I'm trying to build a plugin to capture the globalsources.
I was analyzing the information stored in the XElement structure and something intrigued me.

In WINDOWSTUFF.CPP at OBS::EnsureCropValid the data "x", "y", "cx" and "cy" are treated as ints:
{
if(message == WM_LBUTTONUP) {
...
itemElement->SetInt(TEXT("x"), ...);

itemElement->SetFloat(TEXT("crop.left"), item->crop.x);
...
}

but in SCENE.CPP at Scene::InsertImageSource(UINT pos, XElement *sourceElement) they are treated as 'float'.
{
...
    float x  = sourceElement->GetFloat(TEXT("x"));
    float y  = sourceElement->GetFloat(TEXT("y"));
    float cx = sourceElement->GetFloat(TEXT("cx"), 100);
    float cy = sourceElement->GetFloat(TEXT("cy"), 100);
...
}

Probably, I'm confused and it's not a bug, i'm just trying to learn the internal structure, so I can built custom filters (ie, 'sepia', inverted, etc.)

Shader!


----------



## Jim (Jan 21, 2014)

You are correct, it's not a bug.  All data elements are treated as text internally, and converted on the fly, so you can use any of the functions on any of the items.  Not the most efficient thing in the world, but it's generally just used for configuration purposes anyway.

Also, I wouldn't really recommend learning too much about it, as this will all be deprecated with obs-studio eventually.


----------



## Shader (Feb 28, 2014)

Thanks Jim:

I'm also learning/playing/working with rtp streaming.
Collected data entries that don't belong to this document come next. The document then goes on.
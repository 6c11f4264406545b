//! Offline bias calibration.
//!
//! [`generate_biases`] measures how far the raw harmonic estimate drifts from the true
//! cardinality by filling sketches with synthetic sets of known size. Its output feeds
//! [`BiasTable::from_estimates`](crate::BiasTable::from_estimates) or
//! [`BiasRegistry::register`](crate::BiasRegistry::register) when the shipped table does
//! not fit a workload.
//!
//! Progress is logged with `tracing` when the `HLL_BIAS_LOG` environment variable is `1`.

use std::collections::HashSet;
use std::hash::Hasher;

use tracing::info;
use wyhash::WyHash;

use crate::error::SketchError;
use crate::sketch::{hash_element, Sketch, REGISTERS};

/// Environment variable enabling progress logging
pub const VERBOSE_ENV: &str = "HLL_BIAS_LOG";

/// Averaged raw estimate and bias measured over many sets of exactly
/// `true_cardinality` unique elements.
///
/// A raw estimate of `raw_estimated_cardinality` multiplied by `bias` lands close to
/// `true_cardinality`.
#[derive(Debug, Clone, Copy, PartialEq)]
#[cfg_attr(feature = "with_serde", derive(serde::Serialize, serde::Deserialize))]
pub struct BiasEstimate {
    pub true_cardinality: u64,
    pub raw_estimated_cardinality: u64,
    pub bias: f64,
}

/// Parameters of [`generate_biases`].
#[derive(Debug, Clone, PartialEq)]
pub struct GenerationOptions {
    /// Size of every generated set, must exceed the number of registers
    pub max_cardinality: u64,
    /// Number of sets averaged per interpolation point
    pub repeats: usize,
    /// Distance between interpolation points in the first tenth of the range
    pub initial_step: u64,
    /// Step multiplier applied at every following tenth of the range
    pub step_rate: f64,
}

impl Default for GenerationOptions {
    /// Options used to produce the shipped bias table
    fn default() -> Self {
        Self {
            max_cardinality: 7 * REGISTERS as u64,
            repeats: 5_000,
            initial_step: 50,
            step_rate: 1.25,
        }
    }
}

impl GenerationOptions {
    /// Fail on options that cannot produce a calibration curve
    pub fn validate(&self) -> Result<(), SketchError> {
        if self.max_cardinality <= REGISTERS as u64 {
            return Err(SketchError::InvalidOptions(
                "max cardinality must be greater than the number of registers",
            ));
        }
        if self.repeats == 0 {
            return Err(SketchError::InvalidOptions(
                "repeats must be greater than 0",
            ));
        }
        if self.initial_step == 0 {
            return Err(SketchError::InvalidOptions(
                "initial step must be greater than 0",
            ));
        }
        if !(self.step_rate > 0.0 && self.step_rate.is_finite()) {
            return Err(SketchError::InvalidOptions(
                "step rate must be a finite number greater than 0",
            ));
        }
        Ok(())
    }
}

/// Generate bias estimates for elements produced by `sampler`.
///
/// For every interpolation point `c` and every one of `options.repeats` sets, the raw
/// estimate of a sketch holding the first `c` elements of the set is recorded along with
/// `c / raw`. Results are averaged per point and returned in ascending point order.
///
/// Depending on `options` this takes a long time; the defaults run 5000 sets of
/// 114688 elements.
///
/// WARNING: if `sampler` cannot produce `options.max_cardinality` distinct elements,
/// this never returns.
pub fn generate_biases<F, T>(
    sampler: F,
    options: &GenerationOptions,
) -> Result<Vec<BiasEstimate>, SketchError>
where
    F: FnMut() -> T,
    T: AsRef<[u8]>,
{
    generate_biases_with_hasher::<WyHash, F, T>(sampler, options)
}

/// Same as [`generate_biases`], measuring sketches that hash elements with `H`.
///
/// Use it to calibrate a curve for `Sketch<H>` with a non-default hasher.
pub fn generate_biases_with_hasher<H, F, T>(
    mut sampler: F,
    options: &GenerationOptions,
) -> Result<Vec<BiasEstimate>, SketchError>
where
    H: Hasher + Default,
    F: FnMut() -> T,
    T: AsRef<[u8]>,
{
    options.validate()?;

    let verbose = verbose_enabled();
    let points = interpolation_points(
        options.max_cardinality,
        options.initial_step,
        options.step_rate,
    );
    if verbose {
        info!(
            points = points.len(),
            repeats = options.repeats,
            max_cardinality = options.max_cardinality,
            "generating bias estimates"
        );
    }

    let mut raw_sums = vec![0u64; points.len()];
    let mut bias_sums = vec![0f64; points.len()];

    for repeat in 0..options.repeats {
        if verbose && repeat % 100 == 0 {
            info!(repeat, repeats = options.repeats, "generating set");
        }

        let set = generate_set::<H, _, _>(&mut sampler, options.max_cardinality);

        // a sketch over the first `c` hashes is a prefix of the one over the first `c' > c`
        let mut sketch = Sketch::<H>::new();
        let mut inserted = 0;
        for (idx, &cardinality) in points.iter().enumerate() {
            let cardinality_idx = cardinality as usize;
            set[inserted..cardinality_idx]
                .iter()
                .for_each(|&hash| sketch.insert_hash(hash));
            inserted = cardinality_idx;

            let raw = sketch.raw_estimate();
            raw_sums[idx] += raw;
            bias_sums[idx] += cardinality as f64 / raw as f64;
        }
    }

    let estimates: Vec<BiasEstimate> = points
        .iter()
        .zip(raw_sums.iter().zip(&bias_sums))
        .map(|(&cardinality, (&raw_sum, &bias_sum))| BiasEstimate {
            true_cardinality: cardinality,
            raw_estimated_cardinality: raw_sum / options.repeats as u64,
            bias: bias_sum / options.repeats as f64,
        })
        .collect();

    if verbose {
        for (idx, estimate) in estimates.iter().enumerate() {
            info!(
                point = idx + 1,
                points = estimates.len(),
                true_cardinality = estimate.true_cardinality,
                raw_estimate = estimate.raw_estimated_cardinality,
                bias = estimate.bias,
                "bias estimate"
            );
        }
    }

    Ok(estimates)
}

/// Return interpolation points in `(0, max_cardinality)`.
///
/// The range is split into tenths; points start `initial_step` apart and the step is
/// multiplied by `step_rate` whenever the walk crosses into the next tenth. The point `0`
/// is excluded. Steps are capped at `max_cardinality`, so any finite positive rate ends
/// the walk without overflow.
pub fn interpolation_points(max_cardinality: u64, initial_step: u64, step_rate: f64) -> Vec<u64> {
    let range = max_cardinality / 10;
    let mut step = initial_step.clamp(1, max_cardinality.max(1));
    let mut next_change = range;

    let mut points = Vec::new();
    let mut point: u64 = 0;
    while point < max_cardinality {
        if point > next_change {
            next_change = next_change.saturating_add(range);
            step = ((step as f64 * step_rate) as u64).clamp(1, max_cardinality);
        }
        if point > 0 {
            points.push(point);
        }
        point = match point.checked_add(step) {
            Some(next) => next,
            None => break,
        };
    }
    points
}

/// Return `max_cardinality` distinct hashes of elements drawn from `sampler`, in draw order.
///
/// Never returns if `sampler` produces fewer than `max_cardinality` distinct hashes.
pub fn generate_set<H, F, T>(sampler: &mut F, max_cardinality: u64) -> Vec<u64>
where
    H: Hasher + Default,
    F: FnMut() -> T,
    T: AsRef<[u8]>,
{
    let len = max_cardinality as usize;
    let mut uniques = HashSet::with_capacity(len);
    let mut set = Vec::with_capacity(len);
    while set.len() < len {
        let hash = hash_element::<H>(sampler().as_ref());
        if uniques.insert(hash) {
            set.push(hash);
        }
    }
    set
}

fn verbose_enabled() -> bool {
    std::env::var(VERBOSE_ENV).is_ok_and(|value| value == "1")
}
It's in alpha state, but probably I will submit you the classes so I dont have to re-modify the code with every OBS release.
I've created MPEGTSpublisher (derived from NetworkStream) just to be used as the RTMPPublisher or the DelayedPublisher.

I think they could be usefull to stream to another servers or directly to VLC.

Shader


----------